Regular expression

Learning to write regular expressions can be used in conjunction with the graphical regular expression website. You can better understand the meaning of regular expressions

Graphical regular expressions: Click to jump

The modifier

Tags, also known as modifiers, are used to specify additional matching strategies for regular expressions.

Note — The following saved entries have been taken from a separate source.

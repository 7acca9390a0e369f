/*!
 * Rendering
 * Text views of the partition and the active process table
 */

use crate::memory::BlockInfo;
use crate::scheduler::DefragEvent;
use crate::simulation::Snapshot;
use std::fmt::Write as _;

const PID_WIDTH: usize = 5;
const LOCATION_WIDTH: usize = 15;
const REMAINING_WIDTH: usize = 15;
const TABLE_RULE: usize = PID_WIDTH + LOCATION_WIDTH + REMAINING_WIDTH + 2;

/// One block as bar glyphs, `scale` memory units per character
///
/// Blocks narrower than two cells collapse to `|`; otherwise the block is
/// bracketed and filled with spaces (free) or `x` (allocated).
pub fn block_glyph(block: &BlockInfo, scale: usize) -> String {
    let scale = scale.max(1);
    if block.size < scale * 2 {
        return "|".to_string();
    }
    let fill = if block.is_free() { ' ' } else { 'x' };
    let n = (block.size - scale * 2) / scale;
    let mut out = String::with_capacity(n + 2);
    out.push('[');
    out.extend(std::iter::repeat(fill).take(n));
    out.push(']');
    out
}

/// The whole partition as a bar framed by dash rules of equal width
pub fn block_bar(blocks: &[BlockInfo], scale: usize) -> String {
    let bar: String = blocks.iter().map(|b| block_glyph(b, scale)).collect();
    let rule = "-".repeat(bar.len());
    format!("{rule}\n{bar}\n{rule}")
}

/// Free/allocated totals followed by the block bar
pub fn memory_section(snapshot: &Snapshot, scale: usize) -> String {
    let mut out = String::new();
    let _ = writeln!(out, "=====Memory=====");
    let _ = writeln!(out, "Memory Free: {}", snapshot.free);
    let _ = writeln!(out, "Memory Allocated: {}", snapshot.allocated);
    let _ = writeln!(out);
    let _ = writeln!(out, "{}", block_bar(&snapshot.blocks, scale));
    out
}

/// Clock and the active process table
pub fn system_section(snapshot: &Snapshot) -> String {
    let rule = "-".repeat(TABLE_RULE);
    let mut out = String::new();
    let _ = writeln!(out, "=====System=====");
    let _ = writeln!(out, "System Time: {}", snapshot.time);
    let _ = writeln!(out, "Active Processes:");
    let _ = writeln!(
        out,
        "{:<PID_WIDTH$}|{:<LOCATION_WIDTH$}|{:<REMAINING_WIDTH$}",
        "PID", "Memory Location", "Time Remaining"
    );
    let _ = writeln!(out, "{rule}");
    for process in &snapshot.active {
        let location = process
            .extent
            .map(|e| e.to_string())
            .unwrap_or_else(|| "-".to_string());
        let _ = writeln!(
            out,
            "{:<PID_WIDTH$}|{:<LOCATION_WIDTH$}|{:<REMAINING_WIDTH$}",
            process.pid, location, process.remaining
        );
        let _ = writeln!(out, "{rule}");
    }
    out
}

/// System section, then memory section
pub fn render_snapshot(snapshot: &Snapshot, scale: usize) -> String {
    format!("{}\n{}", system_section(snapshot), memory_section(snapshot, scale))
}

/// Partition bars before and after one coalesce or compact pass
pub fn defrag_section(event: &DefragEvent, scale: usize) -> String {
    let mut out = String::new();
    let _ = writeln!(
        out,
        "No block available with size {}. {} memory...",
        event.demand, event.kind
    );
    let _ = writeln!(out, "Before:");
    let _ = writeln!(out, "{}", block_bar(&event.before, scale));
    let _ = writeln!(out, "After:");
    let _ = writeln!(out, "{}", block_bar(&event.after, scale));
    out
}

Tags are not written inside regular expressions. They are outside the expression and have the following format:

character meaning
i Ignore – Case Insensitive Sets matching to case insensitive and searches are case insensitive: there is no difference between A and A.
g Global – Global match Searches for all matches.
m Multi line – Multi line matching causes the boundary characters ^ and $to match the beginning and end of each line, remember multiple lines, not the beginning and end of the entire string.
s The special character dot. Contains the newline character \n. By default, the dot. Matches any character other than the newline character \n. With the s modifier,. Contains the newline character \n.
'BAnANa'.replace(/a+/g.The '*') // "BAnAN*"
'BAnANa'.replace(/a+/gi.The '*') // "B*n*N*"
Copy the code

The operator

The meaning of \

character meaning
\ Marks the next character as a special character, or a literal character, or a backreference, or an octal escape.
/ / sample 1
'1wa2b3e'.replace(/w/.The '*') // "1*wa2b3e"
Copy the code
/ / sample 2
'1wa2b3e'.replace(/\w/.The '*') // "*wa2b3"
Copy the code

^ and $

character meaning
^ Matches the start of the input string. If the Multiline property of the RegExp object is set, ^ also matches the position after ‘\n’ or ‘\r’.
$ Matches the end of the input string. If the Multiline property of the RegExp object is set, $also matches the position before ‘\n’ or ‘\r’.
/^a/.test('a2sfade3') // true
/^a/.test('234weras') // false
/a$/.test('12sfadea') // true
/a$/.test('12sfadew') // false
Copy the code

The first string starts with a and matches true, and the second string does not start with a and matches false. The third string ends in a and matches true, and the fourth string does not end in a and matches false

As shown in the previous two examples, the re in example 1 is unescaped and matches the literal character W. The second example \w (described below) matches the first letter, number, or underscore in the string.

Or relationship

character meaning
x|y Matches x or y. For example, ‘z | food can match the “z” or “food”. ‘(z | f ood matching “zood” or “food”.
'aabbcacaabc'.replace(/[a|b]/.The '*') // "*abbcacaabc"
'aabbcacaabc'.replace(/[a|b]/g.The '*') // "****c*c***c"
Copy the code
// LiLei is replaced by LiLei;
'My name is Lilei'.replace(/Li(L|l)ei/g."Li lei");
Copy the code

? The meaning of qualifiers that limit occurrences of, *, +, etc

character meaning
? Matches the preceding subexpression zero or once. Equivalent to {0,1}.
* Matches the preceding subexpression zero or more times. Equivalent to {0,}.
+ Matches the previous subexpression one or more times. For example. Equivalent to {1,}.
{n} N is a non-negative integer. Match certain n times.
{n,} N is a non-negative integer. At least n times.
{n,m} Both m and n are non-negative integers, where n <= m. At least n times and at most m times are matched.
? When the character is immediately followed by any other qualifier (*, +,? , {n}, {n,}, {n,m}), the matching mode is non-greedy. The non-greedy mode matches as few strings as possible, while the default greedy mode matches as many strings as possible. For example, for the string “oooo”, ‘o+? ‘will match a single’ O ‘, while ‘o+’ will match all ‘o’.
'aabbbaaaab'.replace(/a{3}/.The '*') // "aabbb*ab"
'aabbbaaaab'.replace(/a{3,}/.The '*') // "aabbb*b"
'aabbbaaaab'.replace(/ a/g {2, 3}.The '*') // "*bbb*ab"
Copy the code

metacharacters

Regular expressions are basically composed of two string types: textual characters and metacharacters. Metacharacters are special characters that have special meaning in regular expressions.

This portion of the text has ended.